It took a crisis for Numerated founder and CEO Dan O'Malley to realize his polite demeanor was harming his company's growth.
Would you rather be feared or loved? For three years, Dan O'Malley opted for the latter--and every day, he says, he failed his employees a little more.
The founder and CEO of Numerated stumbled onto that epiphany by accident: The four-year-old Boston-based startup, which helps banks and credit unions automate their processes, went into crisis mode in March 2020, when the Small Business Administration launched the Paycheck Protection Program. It turns out, when your entire 55-person team is working 20-hour days for weeks on end (to help banks process roughly $250 million in forgivable small-business loans per hour), you don't have time to mince words. You do, however, start to bond with the people around you down in the foxhole.
That was the secret sauce, right there. "I didn't have the time to be worried about how people would take the feedback. I just had to give it," O'Malley says. But brutal honesty can be jarring, and can elicit defensive reactions, so he added a personal twist. He'd start with a short warning: "This is probably going to come off rough, and I don't mean it that way." And after detailing exactly what went wrong, he'd ask: How can I help? What do you need to fix it?

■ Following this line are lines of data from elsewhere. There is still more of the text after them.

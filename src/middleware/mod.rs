//! Middleware Module
//!
//! Request-processing layers that run before handlers.
//!
//! - **`auth`** - bearer-token authentication for protected routes

pub mod auth;

pub use auth::{require_auth, CurrentUser};
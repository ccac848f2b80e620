//! Userboard - Main Library
//!
//! Userboard is a small REST backend for user accounts and the posts they
//! write: registration, JWT-based login, and CRUD on posts with ownership
//! enforcement. SQLite through sqlx, served by Axum on Tokio.
//!
//! # Module Structure
//!
//! - **`auth`** - accounts, password hashing, JWT sessions, auth endpoints
//! - **`posts`** - post model, store and CRUD endpoints
//! - **`middleware`** - bearer-token middleware and `CurrentUser` extractor
//! - **`routes`** - the `/api/v1` route table and router assembly
//! - **`server`** - configuration, state, pool and app initialization
//! - **`error`** - the `ApiError` taxonomy and its JSON rendering
//!
//! # Usage
//!
//! ```rust,no_run
//! use userboard::server::{config::AppConfig, init::create_app};
//!
//! # async fn example() -> Result<(), Box<dyn std::error::Error>> {
//! let config = AppConfig::from_env()?;
//! let app = create_app(config).await?;
//! // Serve `app` with axum::serve
//! # Ok(())
//! # }
//! ```
//!
//! # Error Handling
//!
//! Fallible operations return `Result<_, ApiError>`; the error renders
//! itself as a JSON response with a stable `reason` tag, so handlers
//! propagate with `?` and never build error responses by hand.

/// Accounts, credentials and sessions
pub mod auth;

/// API error taxonomy
pub mod error;

/// HTTP middleware
pub mod middleware;

/// Posts and their endpoints
pub mod posts;

/// Route configuration
pub mod routes;

/// Server configuration and initialization
pub mod server;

"It wasn't a conscious decision. It didn't feel like a change at the time," says O'Malley. But Numerated's employees noticed the new tone immediately. "Honestly, it freaked me out. It 100 percent freaked me out," says Marianela Vazquez, the company's SVP of professional services. Vazquez recalls a conversation she had with O'Malley shortly after being hired in 2018: "So, Marianela," he told her, "we have this issue with this bank. I need you go figure this out. And go, kind of, fix it. I'm hearing they're really upset. They've got some concerns about the performance on the platform. But I trust that you're just going to go figure things out."
He never got to the "nitty-gritty" of problems, Vazquez says. But once Covid hit, O'Malley took a more hands-on approach, coaching her through conversations, often encouraging her to pick up the phone instead of sending ambiguous emails or Slack messages. Her team's performance quickly improved, and Vazquez found herself giving the same kind of feedback to her own direct reports.
Cheryl Kardos, VP of marketing, struggled with imposter syndrome: She had little finance industry experience, and didn't feel qualified to talk shop with higher-ups at banks every day. But when the PPP launched, it was her job to advertise Numerated's loan-processing systems--so O'Malley started pushing Kardos to speak with clients more regularly, to at least better understand their inner workings. "The biggest thing that we struggled with as a company, before PPP, was that we didn't do enough listening to customers," Kardos says. "Now, we're having conversations literally every day with them."
Numerated's crisis period is over, but O'Malley's newfound feedback style is here to stay: Eliminating the passivity (while maintaining the humanity) has caused the startup's leaders, employees, and even clients to communicate significantly more efficiently with one another. And the company's annual revenue grew to $28 million in 2020, up from roughly $1.8 million in 2019--and head count has almost doubled. "Be super transparent," O'Malley advises. "When things happen, you need to talk about it--and just tell people how you're thinking, as the leader. You don't have to be right."